Una confusión habitual es asociar esta carrera con la bioquímica. Si bien ambas comparten bases en química y biología, no son lo mismo. "El bioquímico está más ligado al ámbito clínico y al trabajo en laboratorios de análisis, interpretando estudios y asistiendo al médico en diagnósticos. Usa productos desarrollados por la biotecnología, pero no necesariamente los diseña ni los produce", explica Baidanoff.
El biotecnólogo, en cambio, investiga y desarrolla nuevos productos biológicos, como vacunas, enzimas, hormonas o semillas mejoradas. Y el ingeniero en biotecnología suma un diferencial clave: es quien diseña cómo escalar esos desarrollos a nivel industrial, con criterios de calidad, eficiencia y costos.
¿Quiénes pueden estudiar esta carrera?
La Ingeniería en Biotecnología está abierta a cualquier estudiante que haya finalizado el secundario y cumpla con los requisitos de ingreso. Sin embargo, suele atraer especialmente a jóvenes interesados en las ciencias naturales, que disfrutan de la biología y la química pero no se imaginan trabajando en un consultorio o atendiendo pacientes.
También convoca a perfiles curiosos por la genética, los microorganismos y los procesos biológicos, con vocación de aplicar ese conocimiento para resolver problemas concretos, desde enfermedades hasta desafíos ambientales o productivos. No es casual que muchos estudiantes tengan además un perfil emprendedor, interesado en crear startups de base científica y llevar productos innovadores al mercado.
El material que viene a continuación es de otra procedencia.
// Copyright (c) 2025 Varshith Gudur. Licensed under AGPLv3.
//! Absolute positions and their two boundary encodings.
//!
//! # Encodings
//! - Comma form: `x,y,z` in decimal (components may also be `0x` hex on input).
//! - Hex form: the three axes as fixed 32-byte big-endian words, concatenated
//!   `x || y || z` and rendered as `0x` + 192 hex digits. On input the `0x` and
//!   any leading zeros are optional.
//!
//! Both forms parse back to the identical `Coordinate`.

use crate::config::{AXIS_BYTES, INTERLEAVED_AXIS_BITS};
use crate::error::{KernelError, Result};
use crate::types::delta::Delta;
use crate::types::scalar::Scalar;
use num_bigint::BigUint;
use num_traits::ToPrimitive;
use serde::{Deserialize, Serialize};
use std::fmt;

const PACKED_BYTES: usize = AXIS_BYTES * 3;

#[derive(Clone, Copy, Debug, PartialEq, Eq, PartialOrd, Ord, Hash, Serialize, Deserialize)]
pub enum Axis {
    X,
    Y,
    Z,
}

impl Axis {
    pub const ALL: [Axis; 3] = [Axis::X, Axis::Y, Axis::Z];
}

impl fmt::Display for Axis {
    fn fmt(&self, f: &mut fmt::Formatter<'_>) -> fmt::Result {
        let name = match self {
            Axis::X => "X",
            Axis::Y => "Y",
            Axis::Z => "Z",
        };
        f.write_str(name)
    }
}

#[derive(Clone, Debug, PartialEq, Eq, Hash, Default, Serialize, Deserialize)]
pub struct Coordinate {
    pub x: Scalar,
    pub y: Scalar,
    pub z: Scalar,
}

impl Coordinate {
    pub fn new(x: Scalar, y: Scalar, z: Scalar) -> Self {
        Self { x, y, z }
    }

    pub fn from_u64(x: u64, y: u64, z: u64) -> Self {
        Self::new(Scalar::from_u64(x), Scalar::from_u64(y), Scalar::from_u64(z))
    }

    pub fn origin() -> Self {
        Self::default()
    }

    pub fn axis(&self, axis: Axis) -> &Scalar {
        match axis {
            Axis::X => &self.x,
            Axis::Y => &self.y,
            Axis::Z => &self.z,
        }
    }

    /// `self + delta`, rejecting any component that leaves the 256-bit domain.
    pub fn checked_add(&self, delta: &Delta) -> Result<Coordinate> {
        let x = self.x.checked_offset(&delta.x).ok_or(KernelError::OutOfDomain { axis: Axis::X })?;
        let y = self.y.checked_offset(&delta.y).ok_or(KernelError::OutOfDomain { axis: Axis::Y })?;
        let z = self.z.checked_offset(&delta.z).ok_or(KernelError::OutOfDomain { axis: Axis::Z })?;
        Ok(Coordinate::new(x, y, z))
    }

    /// Displacement that takes `self` to `target`.
    pub fn delta_to(&self, target: &Coordinate) -> Delta {
        Delta::new(
            self.x.delta_to(&target.x),
            self.y.delta_to(&target.y),
            self.z.delta_to(&target.z),
        )
    }

    pub fn render_comma(&self) -> String {
        format!("{},{},{}", self.x, self.y, self.z)
    }

    pub fn render_hex(&self) -> String {
        let mut packed = Vec::with_capacity(PACKED_BYTES);
        packed.extend_from_slice(&self.x.to_be_bytes());
        packed.extend_from_slice(&self.y.to_be_bytes());
        packed.extend_from_slice(&self.z.to_be_bytes());
        format!("0x{}", hex::encode(packed))
    }

    /// Accepts either boundary encoding. A comma selects the comma form.
    pub fn parse(s: &str) -> Result<Coordinate> {
        let s = s.trim();
        if s.contains(',') {
            Self::parse_comma(s)
        } else {
            Self::parse_hex(s)
        }
    }

    fn parse_comma(s: &str) -> Result<Coordinate> {
        let parts: Vec<&str> = s.split(',').map(str::trim).collect();
        if parts.len() != 3 {
            return Err(KernelError::Parse(format!(
                "expected x,y,z but got {} component(s)",
                parts.len()
            )));
        }
        Ok(Coordinate::new(
            Scalar::parse(parts[0])?,
            Scalar::parse(parts[1])?,
            Scalar::parse(parts[2])?,
        ))
    }

    fn parse_hex(s: &str) -> Result<Coordinate> {
        let digits = s.strip_prefix("0x").or_else(|| s.strip_prefix("0X")).unwrap_or(s);
        if digits.is_empty() {
            return Err(KernelError::Parse("empty coordinate".into()));
        }
        if digits.len() > PACKED_BYTES * 2 {
            return Err(KernelError::Parse(format!(
                "coordinate hex longer than {} digits",
                PACKED_BYTES * 2
            )));
        }
        let padded = format!("{:0>width$}", digits, width = PACKED_BYTES * 2);
        let bytes = hex::decode(&padded).map_err(|e| KernelError::Parse(format!("invalid coordinate hex: {e}")))?;
        Ok(Coordinate::new(
            Scalar::from_be_bytes(&bytes[..AXIS_BYTES])?,
            Scalar::from_be_bytes(&bytes[AXIS_BYTES..AXIS_BYTES * 2])?,
            Scalar::from_be_bytes(&bytes[AXIS_BYTES * 2..])?,
        ))
    }

    /// De-interleaves a 256-bit key into three 85-bit axes.
    ///
    /// Bit 0 is the plane bit and is ignored. For axis bit `i`:
    /// z comes from key bit `1 + 3i`, y from `2 + 3i`, x from `3 + 3i`.
    pub fn from_interleaved(key: &[u8; 32]) -> Coordinate {
        let bit = |pos: u32| -> u128 {
            let byte = key[31 - (pos / 8) as usize];
            ((byte >> (pos % 8)) & 1) as u128
        };
        let (mut x, mut y, mut z) = (0u128, 0u128, 0u128);
        for i in 0..INTERLEAVED_AXIS_BITS {
            z |= bit(1 + i * 3) << i;
            y |= bit(2 + i * 3) << i;
            x |= bit(3 + i * 3) << i;
        }
        Coordinate::new(
            Scalar(BigUint::from(x)),
            Scalar(BigUint::from(y)),
            Scalar(BigUint::from(z)),
        )
    }

    /// Inverse of [`Coordinate::from_interleaved`] with the plane bit clear.
    /// `None` when any axis does not fit in 85 bits.
    pub fn to_interleaved(&self) -> Option<[u8; 32]> {
        let limit = 1u128 << INTERLEAVED_AXIS_BITS;
        let x = self.x.as_biguint().to_u128().filter(|v| *v < limit)?;
        let y = self.y.as_biguint().to_u128().filter(|v| *v < limit)?;
        let z = self.z.as_biguint().to_u128().filter(|v| *v < limit)?;

        let mut key = [0u8; 32];
        let mut set = |pos: u32, on: bool| {
            if on {
                key[31 - (pos / 8) as usize] |= 1 << (pos % 8);
            }
        };
        for i in 0..INTERLEAVED_AXIS_BITS {
            set(1 + i * 3, (z >> i) & 1 == 1);
            set(2 + i * 3, (y >> i) & 1 == 1);
            set(3 + i * 3, (x >> i) & 1 == 1);
        }
        Some(key)
    }
}

impl fmt::Display for Coordinate {
    fn fmt(&self, f: &mut fmt::Formatter<'_>) -> fmt::Result {
        write!(f, "({}, {}, {})", self.x, self.y, self.z)
    }
}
Amplia salida laboral y demanda en crecimiento
Las posibilidades laborales para los ingenieros en biotecnología son amplias y siguen en expansión. Pueden desempeñarse en investigación académica, en universidades y organismos como el Conicet, así como en la industria farmacéutica, el desarrollo de vacunas, terapias biológicas y diagnósticos.
También encuentran oportunidades en la industria alimenticia, la química, las energías renovables, el tratamiento de efluentes, la remediación ambiental y el ecosistema de startups tecnológicas. En Argentina, el sector biotecnológico crece año a año, con empresas que patentan desarrollos y exportan tecnología al mundo.
Dónde estudiar Ingeniería en Biotecnología
En el país, la carrera se dicta en instituciones como el ITBA, donde comenzará en marzo de 2026; la Universidad de San Andrés, con foco en investigación y bioprocesos; y la Universidad Nacional de Río Negro, con orientación al desarrollo tecnológico y productivo.
Una carrera del futuro
La Ingeniería en Biotecnología es considerada una de las "carreras del futuro" porque permite desarrollar herramientas que aún no existen, acercar soluciones para enfermedades genéticas y crónicas, producir de manera más eficiente y sustentable, y articular ciencia, tecnología, salud, industria y ambiente en un solo perfil profesional.